Professor Erika Haase (b. 1935) assumes the mantle of Ligeti interpretation, performing the entire oeuvre of piano works in their chronological order on two distinct instruments, a Steinway and a Bechstein, over a period extending 1990-2003. The early pieces, such as the Five Pieces for Piano, Four Hands (1942-1950), enjoy the collaboration of Haase and Carmen Piazzini, a pupil of Wilhelm Kempff. The opening March and Polyphonic Etude each communicates a definite rhythmic sense, often syncopated by jagged accents. Three Wedding Dances clearly invoke Bartok in their modal angularity and feeling for peasant song. The Sonata (1950) is a pointillist-sounding piece of lively, Stravinskian energies, glittering and jazzy, with an Andante indebted to Ravel. Allegro could say “barbaro,” but it end so abruptly as to remain a mere hint of the other Magyar master.
The three pieces of 1947--Invention, Capriccio No. 1 and No. 2--begin where Schoenberg’s Op. 19 seems to end, though the rhythmic kernels achieve some extension. Jabbing, skittish, polyphonic and chromatic, the pieces alternate between staccati runs and brief flirtations with legato phrases. Between 1951-1953 Ligeti composed his Musica Ricercata, a series of eleven miniatures, each devoted to a musical challenge or problem: for instance, Schoenberg and Mahler had argued whether a full composition could be derived from a single note played in several octaves in varying timbres, not a far cry from Ravel’s Bolero. The first of Ricercata develops one note, the second a second interval, and so on. Experimenting with densities and textures, these etudes correspond to similar arrangements of sound written by Edgard Varese. Hard edged, the pieces can become quite haunted, as the Mesto: Parlando of No. 2, utilized in Eyes Wide Shut. Juxtaposed against the Mesto is the fleet Allegro con spirito, a piece that Duke Ellington or Hoagy Carmichael might have penned. Another quicksilver moment in No. 6. An equally driving etude in the upbeat No. 8. The No. 4 makes a quick allusion to Chopin’s “Minute” Waltz, cross fertilized by demented Ravel. The No. 5 marked Rubato. Lamentso has an affinity to Satie, with piercing ostinati and dark parlando motifs. Debussy might be the dedicatee for No. 7, with its running bass line and simple tenor voice sung by Ondine or a maid with flaxen hair. Bela Bartok enjoys a direct homage in No. 9, Ligeti’s compressed answer to Liszt’s Funerailles. The wicked Vivace: Capriccioso that ensues might be Copland, but the treble haze is too ripe. Finally, fugal homage to Frescobaldi, a de profundis of staid concentration and restraint.
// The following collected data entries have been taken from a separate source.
use chatcut_core::{CoreError, ErrorKind};
use chatcut_render::RenderError;
use thiserror::Error;

#[derive(Debug, Error)]
pub enum AssistantError {
    #[error("HTTP error: {0}")]
    Http(#[from] reqwest::Error),

    #[error("{endpoint} returned {status}: {body}")]
    Status {
        endpoint: String,
        status: u16,
        body: String,
    },

    #[error("JSON error: {0}")]
    Json(#[from] serde_json::Error),

    #[error("IO error: {0}")]
    Io(#[from] std::io::Error),

    #[error("task {task_id:?} issued {steps} function calls without finishing")]
    StepLimit {
        task_id: Option<String>,
        steps: usize,
    },

    #[error(transparent)]
    Core(#[from] CoreError),

    #[error(transparent)]
    Render(#[from] RenderError),
}

impl AssistantError {
    pub fn kind(&self) -> ErrorKind {
        match self {
            AssistantError::Core(e) => e.kind(),
            AssistantError::Render(e) => e.kind(),
            AssistantError::Http(_)
            | AssistantError::Status { .. }
            | AssistantError::Json(_)
            | AssistantError::Io(_)
            | AssistantError::StepLimit { .. } => ErrorKind::ExternalServiceFailure,
        }
    }
}

pub type Result<T> = std::result::Result<T, AssistantError>;
pub mod error;
pub mod export;
pub mod probe;
pub mod processor;
pub mod thumbnails;

pub use error::{RenderError, Result};
pub use processor::{FfmpegProcessor, MediaProcessor};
A compositional hiatus of twenty years marks the period prior to the appearance of Continuum (1968) and the 1978 pieces, Passacaglia ungherese and Hungarian Rock, each for cembalo. Continuum is a wild ride: a kind of pointillist alarm bell, continuously prestissimo, so that Haase’s wrists must be made of rubber, to produce the illusion of unbroken, vibrating sound, almost organ-like in a huge, contradictory bass tone. Acoustically, the harpsichord is urged to a series of shrieks and yodels. Hungarian Passacaglia proceeds sedately if modally, the spirit of Couperin close by, even as the piece ends quasi-toccata. Hungarian Rock is a bravura sound-piece in modern ragtime, utilizing the harpsichord’s capacity to pluck out a tune over its own arpeggiations.
Monument from Three Pieces for 2 Pianos (1976) opens with a 5-bar rest, so you first think your disc player is awry; the piece proceeds as a layered sequencing of fortissimo chords and progressions, gradually varied metrically and achieving some jabbing fluidity, the treble staccati not far from Messaien‘s bird calls. The middle piece, Self-portrait, pays homage to Terry Riley, Steve Reich and Frederic Chopin, albeit ironically. Through applications and releases of the damper pedal, Ligeti urges forth “blocked notes” that create an eerie, imperfect synchronicity between the two pianos. We are close to Cowell’s The Banshee, but the aesthetic derives from a planned spontaneity, almost aleatory. The last section of the portrait clearly borrows from the strange conclusion of Chopin’s B-flat Minor Sonata, Op. 35. The last piece drips with arpeggios which become ever louder and faster; a crisis point ensues, and the piece breaks into tiered droplets, from which a quiet canon emerges.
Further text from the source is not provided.